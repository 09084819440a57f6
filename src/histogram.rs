//! Speed distribution of one particle group.
//!
//! A [`SpeedHistogram`] is a snapshot: it is computed from the group's
//! current velocities and never updated afterwards. Recompute it every frame.

use crate::error::{Error, Result};
use crate::group::ParticleGroup;
use eframe::egui::{Pos2, Rect, pos2};

/// Sorted speeds of a group binned into equal-width buckets spanning
/// `[min_speed, max_speed]`.
#[derive(Debug, Clone, PartialEq)]
pub struct SpeedHistogram {
    speeds: Vec<f64>,
    bucket_limits: Vec<f64>,
    counts: Vec<usize>,
}

impl SpeedHistogram {
    /// Bin the speeds of every particle in `group` into `bucket_count` buckets.
    ///
    /// Bucket `i` holds speeds in `(limit[i-1], limit[i]]`, with bucket 0 also
    /// taking the minimum. When every particle has the same speed the width is
    /// zero and all of them land in bucket 0.
    ///
    /// Errors:
    /// - `Error::InvalidParam` if `bucket_count` is zero.
    /// - `Error::EmptyGroup` if the group has no particles.
    pub fn compute(group: &ParticleGroup, bucket_count: usize) -> Result<Self> {
        if bucket_count == 0 {
            return Err(Error::InvalidParam("bucket_count must be > 0".into()));
        }

        let mut speeds: Vec<f64> = group.particles().iter().map(|p| p.speed()).collect();
        speeds.sort_by(f64::total_cmp);
        let (Some(&min), Some(&max)) = (speeds.first(), speeds.last()) else {
            return Err(Error::EmptyGroup);
        };

        let width = (max - min) / bucket_count as f64;
        let mut bucket_limits: Vec<f64> = (0..bucket_count)
            .map(|i| min + (i + 1) as f64 * width)
            .collect();
        // min + n * ((max - min) / n) can round below max
        if let Some(last) = bucket_limits.last_mut() {
            *last = max;
        }

        let mut counts = vec![0usize; bucket_count];
        let mut bucket = 0usize;
        // speeds are sorted, so the first fitting bucket never moves backwards
        for &speed in &speeds {
            while bucket + 1 < bucket_count && speed > bucket_limits[bucket] {
                bucket += 1;
            }
            counts[bucket] += 1;
        }

        Ok(Self {
            speeds,
            bucket_limits,
            counts,
        })
    }

    /// Speed at `index` in ascending order.
    pub fn speed_at(&self, index: usize) -> Result<f64> {
        lookup(&self.speeds, index)
    }

    /// Upper speed limit of bucket `index`.
    pub fn bucket_limit_at(&self, index: usize) -> Result<f64> {
        lookup(&self.bucket_limits, index)
    }

    /// Number of particles in bucket `index`.
    pub fn count_at(&self, index: usize) -> Result<usize> {
        lookup(&self.counts, index)
    }

    pub fn speeds(&self) -> &[f64] {
        &self.speeds
    }

    pub fn bucket_limits(&self) -> &[f64] {
        &self.bucket_limits
    }

    pub fn counts(&self) -> &[usize] {
        &self.counts
    }

    pub fn bucket_count(&self) -> usize {
        self.counts.len()
    }

    /// Number of binned particles.
    pub fn total(&self) -> usize {
        self.speeds.len()
    }

    pub fn min_speed(&self) -> f64 {
        self.speeds[0]
    }

    pub fn max_speed(&self) -> f64 {
        self.speeds[self.speeds.len() - 1]
    }

    /// Lower edge of bucket `index` (the previous limit, or the minimum speed).
    pub fn bucket_floor(&self, index: usize) -> Result<f64> {
        match index {
            0 => Ok(self.min_speed()),
            _ => self.bucket_limit_at(index - 1),
        }
    }
}

fn lookup<T: Copy>(values: &[T], index: usize) -> Result<T> {
    values.get(index).copied().ok_or(Error::IndexOutOfRange {
        index,
        len: values.len(),
    })
}

/// Pixel layout of a histogram chart. Has no effect on the binning.
#[derive(Debug, Clone, Copy, PartialEq)]
pub struct HistogramGeometry {
    /// Top-left corner of the chart box.
    pub top_left: Pos2,
    pub width: f32,
    pub height: f32,
    /// Space reserved around the box for axis labels.
    pub margin: f32,
    /// Bar height per particle.
    pub y_interval_pixels: f32,
}

impl HistogramGeometry {
    /// Bottom-right corner of the chart box.
    pub fn bottom_right(&self) -> Pos2 {
        self.top_left + eframe::egui::vec2(self.width, self.height)
    }

    pub fn frame(&self) -> Rect {
        Rect::from_min_max(self.top_left, self.bottom_right())
    }

    /// One rectangle per bucket, left to right, standing on the bottom edge.
    ///
    /// Bars are a whole number of pixels wide, so a width that does not divide
    /// evenly leaves a gap on the right.
    pub fn bars(&self, histogram: &SpeedHistogram) -> Vec<Rect> {
        let bar_width = (self.width / histogram.bucket_count() as f32).floor();
        let bottom = self.top_left.y + self.height;
        histogram
            .counts()
            .iter()
            .enumerate()
            .map(|(i, &count)| {
                let left = self.top_left.x + i as f32 * bar_width;
                let top = bottom - count as f32 * self.y_interval_pixels;
                Rect::from_min_max(pos2(left, top), pos2(left + bar_width, bottom))
            })
            .collect()
    }
}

============

Restate, word for word, the listing above from its first line through the line that contains "let mut speeds: Vec<f64>", keeping both of those lines.

_WORKED SOLUTION_
repository 09084819440a57f6
filename src/histogram.rs
//! Speed distribution of one particle group.
//!
//! A [`SpeedHistogram`] is a snapshot: it is computed from the group's
//! current velocities and never updated afterwards. Recompute it every frame.

use crate::error::{Error, Result};
use crate::group::ParticleGroup;
use eframe::egui::{Pos2, Rect, pos2};

/// Sorted speeds of a group binned into equal-width buckets spanning
/// `[min_speed, max_speed]`.
#[derive(Debug, Clone, PartialEq)]
pub struct SpeedHistogram {
    speeds: Vec<f64>,
    bucket_limits: Vec<f64>,
    counts: Vec<usize>,
}

impl SpeedHistogram {
    /// Bin the speeds of every particle in `group` into `bucket_count` buckets.
    ///
    /// Bucket `i` holds speeds in `(limit[i-1], limit[i]]`, with bucket 0 also
    /// taking the minimum. When every particle has the same speed the width is
    /// zero and all of them land in bucket 0.
    ///
    /// Errors:
    /// - `Error::InvalidParam` if `bucket_count` is zero.
    /// - `Error::EmptyGroup` if the group has no particles.
    pub fn compute(group: &ParticleGroup, bucket_count: usize) -> Result<Self> {
        if bucket_count == 0 {
            return Err(Error::InvalidParam("bucket_count must be > 0".into()));
        }

        let mut speeds: Vec<f64> = group.particles().iter().map(|p| p.speed()).collect();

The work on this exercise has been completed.